Any succulent you have will do well in this mix. However, if you’re not sure how to determine if your plant is a succulent or not, there are some features in every plant that can be tapped to see if they prefer standard potting mix, or a sandier soil like the one we made!
Look for any of the following features:
- Thick, succulent leaves or petioles
- Cactus thorns, or very pointed, spiky leaves
- Smaller, less robust roots
- Rosette leaf pattern
- Signature cactus flower-shaped blooms
- Thick or fluid-filled leaves on vining plants
If you’re still not sure if your plant should be planted in succulent soil, try to identify it and where it originated from. If your plant comes from a dry, arid region, then it’s safe to say it will do well potted in succulent soil.
You can also use plant identification tools like ours to find out what type of plant you have, which will help you find out if it fits the bill as a succulent. Cacti can also be planted in this mix, such as those along the lines of prickly pear, orchid cacti, and agave.
A Quick Note on Commercial Succulent Soil Mixes
While there are options on the market for pre-made mixtures of soil that’s formulated for succulents, it’s still a good idea to mix your own so that you know what’s in it is best for your succulents. Some mixtures aren’t a one-size-fits-all fix.

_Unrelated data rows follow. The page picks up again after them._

// SPDX-License-Identifier: GPL-3.0-or-later
// Copyright (C) 2026 Erik van der Tier

//! Loop constructs on the loop stack.
//!
//! An open loop is an anchor slot, optionally topped by one pending-exit
//! slot. Exit tests and breaks never add a second exit slot: they chain
//! through the live exit branch, so a loop needs exactly one final patch.

use crate::core::construct::Construct;
use crate::core::encoder::Condition;
use crate::core::error::{FlowErrorKind, StackKind};
use crate::core::patch_stack::{ForwardRef, PatchSlot, PatchStack, SlotRole};
use crate::flow::emitter::Emitter;

/// The innermost open loop: its anchor address and live exit, if any.
#[derive(Debug, Clone, Copy, PartialEq, Eq)]
struct OpenLoop {
    anchor: u16,
    exit: Option<ForwardRef>,
}

#[derive(Debug, Clone)]
pub struct LoopCompiler {
    stack: PatchStack,
}

impl LoopCompiler {
    pub fn new(capacity: usize) -> Self {
        Self {
            stack: PatchStack::new(StackKind::Loop, capacity),
        }
    }

    pub fn stack(&self) -> &PatchStack {
        &self.stack
    }

    pub fn depth(&self) -> usize {
        self.stack.depth()
    }

    pub fn do_open(&mut self, out: &Emitter<'_>, line: u32) -> Result<(), FlowErrorKind> {
        self.stack.push(PatchSlot::anchor(out.here()?, line))
    }

    /// Exit test: stay in the loop while `cond` holds.
    pub fn while_cond(
        &mut self,
        out: &mut Emitter<'_>,
        cond: Condition,
        line: u32,
    ) -> Result<(), FlowErrorKind> {
        self.exit_test(out, Construct::While, cond, line)
    }

    /// Exit test: leave the loop once `cond` holds.
    pub fn until_cond(
        &mut self,
        out: &mut Emitter<'_>,
        cond: Condition,
        line: u32,
    ) -> Result<(), FlowErrorKind> {
        self.exit_test(out, Construct::Until, cond.negate(), line)
    }

    pub fn end_do(&mut self, out: &mut Emitter<'_>) -> Result<bool, FlowErrorKind> {
        self.close(out, Construct::EndDo, |out, anchor| out.branch_to(anchor))
    }

    /// Close with an unconditional backward branch. Returns whether the loop
    /// had any exit.
    pub fn forever(&mut self, out: &mut Emitter<'_>) -> Result<bool, FlowErrorKind> {
        self.close(out, Construct::Forever, |out, anchor| out.branch_to(anchor))
    }

    /// Close with the target's decrement-and-branch-if-nonzero.
    pub fn counted_loop(&mut self, out: &mut Emitter<'_>) -> Result<bool, FlowErrorKind> {
        self.close(out, Construct::Loop, |out, anchor| out.counted_branch(anchor))
    }

    pub fn break_loop(&mut self, out: &mut Emitter<'_>, line: u32) -> Result<(), FlowErrorKind> {
        let open = self.innermost().ok_or(FlowErrorKind::InvalidBreakContinue {
            construct: Construct::Break,
        })?;
        match open.exit {
            Some(exit) => {
                out.branch_to(exit.branch)?;
            }
            None => {
                self.stack.ensure_room()?;
                let exit = out.forward_branch()?;
                self.stack
                    .push(PatchSlot::forward(SlotRole::LoopExit, exit, line))?;
            }
        }
        Ok(())
    }

    pub fn continue_loop(&mut self, out: &mut Emitter<'_>) -> Result<(), FlowErrorKind> {
        let invalid = FlowErrorKind::InvalidBreakContinue {
            construct: Construct::Continue,
        };
        let mut k = 0;
        let anchor = loop {
            let slot = self.stack.nth(k).map_err(|_| invalid.clone())?;
            if let Some(anchor) = slot.anchor_addr() {
                break anchor;
            }
            k += 1;
        };
        out.branch_to(anchor)?;
        Ok(())
    }

    fn exit_test(
        &mut self,
        out: &mut Emitter<'_>,
        construct: Construct,
        stay: Condition,
        line: u32,
    ) -> Result<(), FlowErrorKind> {
        let open = self.innermost().ok_or(FlowErrorKind::UnmatchedClose {
            construct,
            expected: ".do",
        })?;
        if open.exit.is_none() {
            self.stack.ensure_room()?;
        }
        let exit = out.skip_pair(stay)?;
        let slot = PatchSlot::forward(SlotRole::LoopExit, exit, line);
        match open.exit {
            Some(previous) => {
                // Earlier exits now run through this branch.
                out.resolve(previous, exit.branch)?;
                self.stack.set_top(slot)?;
            }
            None => self.stack.push(slot)?,
        }
        Ok(())
    }

    fn close<F>(
        &mut self,
        out: &mut Emitter<'_>,
        construct: Construct,
        branch_back: F,
    ) -> Result<bool, FlowErrorKind>
    where
        F: FnOnce(&mut Emitter<'_>, u16) -> Result<u16, FlowErrorKind>,
    {
        let open = self.innermost().ok_or(FlowErrorKind::UnmatchedClose {
            construct,
            expected: ".do",
        })?;
        if open.exit.is_some() {
            self.stack.pop()?;
        }
        branch_back(out, open.anchor)?;
        if let Some(exit) = open.exit {
            let here = out.here()?;
            out.resolve(exit, here)?;
        }
        self.stack.pop()?;
        Ok(open.exit.is_some())
    }

    fn innermost(&self) -> Option<OpenLoop> {
        let top = self.stack.top().ok()?;
        match top.role {
            SlotRole::LoopEntry => Some(OpenLoop {
                anchor: top.anchor_addr()?,
                exit: None,
            }),
            SlotRole::LoopExit => {
                let below = self.stack.nth(1).ok()?;
                Some(OpenLoop {
                    anchor: below.anchor_addr()?,
                    exit: top.forward_ref(),
                })
            }
            _ => None,
        }
    }
}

The majority of the succulent soil available for purchase in bags at the store are composed of the same general stuff. The issue is that most of these components are also used for other soil mixes, such as those for tropical houseplants and orchids.
Most companies produce all of their soil mixes using the same ingredients, which doesn’t always work out for us, the consumer. Some common components, such as perlite granules, aren’t big enough to work well in succulent soil, but are great for houseplants.
You can certainly find mixtures for succulents that are made well from companies that focus on the individual needs of different plant types, but it’s still best for you to make your own according to your climate and types of succulents. It’s also typically more cost-effective!